** Opening GIVEN DATA block **
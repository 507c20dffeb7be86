//! Page configuration for filmreel-core.
//!
//! Every field has a default matching the portfolio page the effects were
//! built for, so hosts usually pass `{}` or only the fields they override.

use serde::{Deserialize, Serialize};

use crate::error::PageError;
use crate::frames::SequenceCfg;

/// Top-level configuration for a [`crate::PageController`].
#[derive(Clone, Debug, Serialize, Deserialize)]
#[serde(default)]
pub struct Config {
    /// Image sequences, drawn back to back in declaration order.
    pub sequences: Vec<SequenceCfg>,
    /// Height forced onto the animation section so scroll distance maps to progress.
    pub animation_scroll_height_px: f32,
    pub render: RenderCfg,
    pub parallax: ParallaxCfg,
    pub reveal: RevealCfg,
    pub selectors: Selectors,
    /// Maximum `log` level installed by adapters ("error" .. "trace").
    pub log_level: String,
}

impl Default for Config {
    fn default() -> Self {
        Self {
            sequences: vec![
                SequenceCfg::new("1", "resource/1/frame_{index}.webp", 192),
                SequenceCfg::new("2", "resource/2/frame_{index}.webp", 192),
            ],
            animation_scroll_height_px: 4000.0,
            render: RenderCfg::default(),
            parallax: ParallaxCfg::default(),
            reveal: RevealCfg::default(),
            selectors: Selectors::default(),
            log_level: "info".to_string(),
        }
    }
}

impl Config {
    /// Parse a JSON document; absent fields take their defaults.
    pub fn from_json(s: &str) -> Result<Self, PageError> {
        let cfg: Config = serde_json::from_str(s)?;
        cfg.validate()?;
        Ok(cfg)
    }

    /// Total number of frames across all sequences.
    pub fn total_frames(&self) -> usize {
        self.sequences.iter().map(|s| s.count).sum()
    }

    pub fn validate(&self) -> Result<(), PageError> {
        if self.sequences.is_empty() {
            return Err(PageError::invalid_config("at least one sequence is required"));
        }
        if let Some(seq) = self.sequences.iter().find(|s| s.count == 0) {
            return Err(PageError::invalid_config(format!(
                "sequence '{}' has no frames",
                seq.name
            )));
        }
        if !(self.animation_scroll_height_px > 0.0) {
            return Err(PageError::invalid_config(
                "animation_scroll_height_px must be positive",
            ));
        }
        let t = self.reveal.threshold;
        if !(t > 0.0 && t <= 1.0) {
            return Err(PageError::invalid_config(format!(
                "reveal threshold {t} outside (0, 1]"
            )));
        }
        if !(self.reveal.counter_tick_ms > 0.0) || !(self.reveal.counter_duration_ms > 0.0) {
            return Err(PageError::invalid_config(
                "counter duration and tick must be positive",
            ));
        }
        Ok(())
    }
}

/// Colours and blend modes used when painting a frame.
#[derive(Clone, Debug, PartialEq, Serialize, Deserialize)]
#[serde(default)]
pub struct RenderCfg {
    pub letterbox_color: String,
    pub tint_color: String,
    pub tint_blend: String,
    pub restore_blend: String,
}

impl Default for RenderCfg {
    fn default() -> Self {
        Self {
            letterbox_color: "#0f0d0c".to_string(),
            tint_color: "rgba(121, 85, 72, 0.1)".to_string(),
            tint_blend: "overlay".to_string(),
            restore_blend: "source-over".to_string(),
        }
    }
}

#[derive(Clone, Copy, Debug, PartialEq, Serialize, Deserialize)]
#[serde(default)]
pub struct ParallaxCfg {
    /// Used for layers without a usable speed attribute.
    pub default_layer_speed: f32,
    pub text_speed: f32,
}

impl Default for ParallaxCfg {
    fn default() -> Self {
        Self {
            default_layer_speed: 0.5,
            text_speed: 0.4,
        }
    }
}

#[derive(Clone, Debug, PartialEq, Serialize, Deserialize)]
#[serde(default)]
pub struct RevealCfg {
    /// Visible fraction at which a section counts as intersecting.
    pub threshold: f32,
    pub stagger_step_ms: f64,
    pub counter_duration_ms: f64,
    /// Nominal animation-frame period used to size counter increments.
    pub counter_tick_ms: f64,
    /// Vertical offset of a section before it is revealed.
    pub hidden_offset_px: f32,
    pub transition: String,
    pub visible_class: String,
    pub counter_suffix: String,
    /// Keep observing sections after their first trigger.
    pub rearm_after_trigger: bool,
}

impl Default for RevealCfg {
    fn default() -> Self {
        Self {
            threshold: 0.15,
            stagger_step_ms: 200.0,
            counter_duration_ms: 2000.0,
            counter_tick_ms: 16.0,
            hidden_offset_px: 50.0,
            transition: "opacity 1s ease-out, transform 1s ease-out".to_string(),
            visible_class: "visible".to_string(),
            counter_suffix: "+".to_string(),
            rearm_after_trigger: false,
        }
    }
}

/// DOM identifiers the adapters look up.
#[derive(Clone, Debug, PartialEq, Serialize, Deserialize)]
#[serde(default)]
pub struct Selectors {
    pub hero_id: String,
    pub layer: String,
    pub layer_speed_attr: String,
    pub hero_text: String,
    pub canvas_id: String,
    pub animation_section: String,
    pub content_section: String,
    pub skills_id: String,
    pub skill_marker: String,
    pub achievements_id: String,
    pub stat_number: String,
    pub stat_count_attr: String,
}

impl Default for Selectors {
    fn default() -> Self {
        Self {
            hero_id: "hero".to_string(),
            layer: ".layer".to_string(),
            layer_speed_attr: "data-speed".to_string(),
            hero_text: ".name-part, .subtitle, .role-text".to_string(),
            canvas_id: "parallax-canvas".to_string(),
            animation_section: ".animation-section".to_string(),
            content_section: ".content-section".to_string(),
            skills_id: "skills".to_string(),
            skill_marker: ".skill-marker".to_string(),
            achievements_id: "achievements".to_string(),
            stat_number: ".stat-number".to_string(),
            stat_count_attr: "data-count".to_string(),
        }
    }
}

#[cfg(test)]
mod tests {
    use super::*;

    #[test]
    fn defaults_match_page() {
        let cfg = Config::default();
        assert_eq!(cfg.total_frames(), 384);
        assert_eq!(cfg.animation_scroll_height_px, 4000.0);
        assert_eq!(cfg.reveal.threshold, 0.15);
        assert!(cfg.validate().is_ok());
    }

    #[test]
    fn partial_json_keeps_defaults() {
        let cfg = Config::from_json(r#"{ "reveal": { "stagger_step_ms": 100 } }"#).unwrap();
        assert_eq!(cfg.reveal.stagger_step_ms, 100.0);
        assert_eq!(cfg.reveal.counter_duration_ms, 2000.0);
        assert_eq!(cfg.sequences.len(), 2);
    }

    #[test]
    fn rejects_empty_sequence() {
        let err = Config::from_json(
            r#"{ "sequences": [ { "name": "a", "path_template": "a/{index}.webp", "count": 0 } ] }"#,
        )
        .unwrap_err();
        assert!(matches!(err, PageError::InvalidConfig { .. }));
    }

    #[test]
    fn rejects_bad_threshold() {
        let mut cfg = Config::default();
        cfg.reveal.threshold = 0.0;
        assert!(cfg.validate().is_err());
        cfg.reveal.threshold = 1.5;
        assert!(cfg.validate().is_err());
    }
}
** Closing GIVEN DATA block **
WORK REQUEST: Search the preceding listing for "SequenceCfg", then copy every line that holds it.

SOLVED PROBLEM:
use crate::frames::SequenceCfg;
    pub sequences: Vec<SequenceCfg>,
                SequenceCfg::new("1", "resource/1/frame_{index}.webp", 192),
                SequenceCfg::new("2", "resource/2/frame_{index}.webp", 192),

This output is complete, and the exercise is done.